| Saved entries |
——
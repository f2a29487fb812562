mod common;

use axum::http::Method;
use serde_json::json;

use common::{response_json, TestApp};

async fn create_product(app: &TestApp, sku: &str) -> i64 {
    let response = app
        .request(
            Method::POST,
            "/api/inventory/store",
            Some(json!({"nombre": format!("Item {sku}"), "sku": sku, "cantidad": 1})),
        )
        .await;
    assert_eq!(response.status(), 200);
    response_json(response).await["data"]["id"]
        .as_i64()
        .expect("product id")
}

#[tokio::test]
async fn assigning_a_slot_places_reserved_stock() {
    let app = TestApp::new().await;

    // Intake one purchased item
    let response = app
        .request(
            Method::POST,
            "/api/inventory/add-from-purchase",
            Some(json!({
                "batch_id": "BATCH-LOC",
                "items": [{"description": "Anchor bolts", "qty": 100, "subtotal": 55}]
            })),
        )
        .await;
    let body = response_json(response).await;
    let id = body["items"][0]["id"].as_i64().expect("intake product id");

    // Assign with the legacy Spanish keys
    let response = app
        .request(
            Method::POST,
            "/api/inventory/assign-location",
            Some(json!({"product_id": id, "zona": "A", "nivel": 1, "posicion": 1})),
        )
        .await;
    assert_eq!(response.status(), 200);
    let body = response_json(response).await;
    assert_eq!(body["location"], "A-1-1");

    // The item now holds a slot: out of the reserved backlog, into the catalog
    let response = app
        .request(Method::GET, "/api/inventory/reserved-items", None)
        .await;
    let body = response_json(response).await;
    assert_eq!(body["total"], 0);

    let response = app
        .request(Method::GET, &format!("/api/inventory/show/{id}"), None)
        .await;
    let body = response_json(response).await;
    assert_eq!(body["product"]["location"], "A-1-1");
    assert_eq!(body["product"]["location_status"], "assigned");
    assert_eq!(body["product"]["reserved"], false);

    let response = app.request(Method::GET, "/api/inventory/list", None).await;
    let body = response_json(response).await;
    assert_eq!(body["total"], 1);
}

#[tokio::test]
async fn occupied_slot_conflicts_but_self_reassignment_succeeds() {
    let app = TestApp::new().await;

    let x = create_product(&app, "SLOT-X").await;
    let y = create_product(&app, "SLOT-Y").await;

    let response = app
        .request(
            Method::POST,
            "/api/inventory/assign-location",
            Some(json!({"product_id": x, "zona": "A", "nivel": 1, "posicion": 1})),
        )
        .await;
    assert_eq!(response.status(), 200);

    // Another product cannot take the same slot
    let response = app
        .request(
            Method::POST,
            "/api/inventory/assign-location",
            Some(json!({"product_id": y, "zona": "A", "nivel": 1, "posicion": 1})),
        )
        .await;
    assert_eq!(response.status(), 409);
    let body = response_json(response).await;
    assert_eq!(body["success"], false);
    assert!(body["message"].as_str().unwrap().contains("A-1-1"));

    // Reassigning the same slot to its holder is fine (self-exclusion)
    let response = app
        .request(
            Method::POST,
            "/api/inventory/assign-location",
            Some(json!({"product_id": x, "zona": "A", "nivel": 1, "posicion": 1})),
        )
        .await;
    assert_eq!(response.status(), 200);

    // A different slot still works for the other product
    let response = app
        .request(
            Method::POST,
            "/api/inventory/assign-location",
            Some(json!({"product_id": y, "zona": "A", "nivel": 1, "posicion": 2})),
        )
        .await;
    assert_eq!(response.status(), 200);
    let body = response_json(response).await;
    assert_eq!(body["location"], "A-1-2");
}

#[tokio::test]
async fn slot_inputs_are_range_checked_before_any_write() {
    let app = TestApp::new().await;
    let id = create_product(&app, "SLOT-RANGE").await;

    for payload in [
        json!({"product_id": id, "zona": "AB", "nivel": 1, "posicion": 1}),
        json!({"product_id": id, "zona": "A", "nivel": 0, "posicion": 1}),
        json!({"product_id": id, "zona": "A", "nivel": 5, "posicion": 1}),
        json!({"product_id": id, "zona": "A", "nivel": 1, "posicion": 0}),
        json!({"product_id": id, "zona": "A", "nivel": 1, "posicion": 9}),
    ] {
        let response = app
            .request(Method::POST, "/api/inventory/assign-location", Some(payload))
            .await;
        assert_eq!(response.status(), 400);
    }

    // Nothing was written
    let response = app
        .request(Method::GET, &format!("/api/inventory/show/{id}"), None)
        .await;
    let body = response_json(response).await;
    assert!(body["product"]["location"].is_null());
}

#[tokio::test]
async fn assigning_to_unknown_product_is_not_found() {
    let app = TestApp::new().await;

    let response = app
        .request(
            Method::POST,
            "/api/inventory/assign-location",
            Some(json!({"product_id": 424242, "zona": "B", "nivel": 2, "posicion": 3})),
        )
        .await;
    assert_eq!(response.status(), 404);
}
——
| TASK PROMPT |
The records above should be printed in full, exactly as they appear.

| THE COMPLETED TASK |
repository f2a29487fb812562
mod common;

use axum::http::Method;
use serde_json::json;

use common::{response_json, TestApp};

async fn create_product(app: &TestApp, sku: &str) -> i64 {
    let response = app
        .request(
            Method::POST,
            "/api/inventory/store",
            Some(json!({"nombre": format!("Item {sku}"), "sku": sku, "cantidad": 1})),
        )
        .await;
    assert_eq!(response.status(), 200);
    response_json(response).await["data"]["id"]
        .as_i64()
        .expect("product id")
}

#[tokio::test]
async fn assigning_a_slot_places_reserved_stock() {
    let app = TestApp::new().await;

    // Intake one purchased item
    let response = app
        .request(
            Method::POST,
            "/api/inventory/add-from-purchase",
            Some(json!({
                "batch_id": "BATCH-LOC",
                "items": [{"description": "Anchor bolts", "qty": 100, "subtotal": 55}]
            })),
        )
        .await;
    let body = response_json(response).await;
    let id = body["items"][0]["id"].as_i64().expect("intake product id");

    // Assign with the legacy Spanish keys
    let response = app
        .request(
            Method::POST,
            "/api/inventory/assign-location",
            Some(json!({"product_id": id, "zona": "A", "nivel": 1, "posicion": 1})),
        )
        .await;
    assert_eq!(response.status(), 200);
    let body = response_json(response).await;
    assert_eq!(body["location"], "A-1-1");

    // The item now holds a slot: out of the reserved backlog, into the catalog
    let response = app
        .request(Method::GET, "/api/inventory/reserved-items", None)
        .await;
    let body = response_json(response).await;
    assert_eq!(body["total"], 0);

    let response = app
        .request(Method::GET, &format!("/api/inventory/show/{id}"), None)
        .await;
    let body = response_json(response).await;
    assert_eq!(body["product"]["location"], "A-1-1");
    assert_eq!(body["product"]["location_status"], "assigned");
    assert_eq!(body["product"]["reserved"], false);

    let response = app.request(Method::GET, "/api/inventory/list", None).await;
    let body = response_json(response).await;
    assert_eq!(body["total"], 1);
}

#[tokio::test]
async fn occupied_slot_conflicts_but_self_reassignment_succeeds() {
    let app = TestApp::new().await;

    let x = create_product(&app, "SLOT-X").await;
    let y = create_product(&app, "SLOT-Y").await;

    let response = app
        .request(
            Method::POST,
            "/api/inventory/assign-location",
            Some(json!({"product_id": x, "zona": "A", "nivel": 1, "posicion": 1})),
        )
        .await;
    assert_eq!(response.status(), 200);

    // Another product cannot take the same slot
    let response = app
        .request(
            Method::POST,
            "/api/inventory/assign-location",
            Some(json!({"product_id": y, "zona": "A", "nivel": 1, "posicion": 1})),
        )
        .await;
    assert_eq!(response.status(), 409);
    let body = response_json(response).await;
    assert_eq!(body["success"], false);
    assert!(body["message"].as_str().unwrap().contains("A-1-1"));

    // Reassigning the same slot to its holder is fine (self-exclusion)
    let response = app
        .request(
            Method::POST,
            "/api/inventory/assign-location",
            Some(json!({"product_id": x, "zona": "A", "nivel": 1, "posicion": 1})),
        )
        .await;
    assert_eq!(response.status(), 200);

    // A different slot still works for the other product
    let response = app
        .request(
            Method::POST,
            "/api/inventory/assign-location",
            Some(json!({"product_id": y, "zona": "A", "nivel": 1, "posicion": 2})),
        )
        .await;
    assert_eq!(response.status(), 200);
    let body = response_json(response).await;
    assert_eq!(body["location"], "A-1-2");
}

#[tokio::test]
async fn slot_inputs_are_range_checked_before_any_write() {
    let app = TestApp::new().await;
    let id = create_product(&app, "SLOT-RANGE").await;

    for payload in [
        json!({"product_id": id, "zona": "AB", "nivel": 1, "posicion": 1}),
        json!({"product_id": id, "zona": "A", "nivel": 0, "posicion": 1}),
        json!({"product_id": id, "zona": "A", "nivel": 5, "posicion": 1}),
        json!({"product_id": id, "zona": "A", "nivel": 1, "posicion": 0}),
        json!({"product_id": id, "zona": "A", "nivel": 1, "posicion": 9}),
    ] {
        let response = app
            .request(Method::POST, "/api/inventory/assign-location", Some(payload))
            .await;
        assert_eq!(response.status(), 400);
    }

    // Nothing was written
    let response = app
        .request(Method::GET, &format!("/api/inventory/show/{id}"), None)
        .await;
    let body = response_json(response).await;
    assert!(body["product"]["location"].is_null());
}

#[tokio::test]
async fn assigning_to_unknown_product_is_not_found() {
    let app = TestApp::new().await;

    let response = app
        .request(
            Method::POST,
            "/api/inventory/assign-location",
            Some(json!({"product_id": 424242, "zona": "B", "nivel": 2, "posicion": 3})),
        )
        .await;
    assert_eq!(response.status(), 404);
}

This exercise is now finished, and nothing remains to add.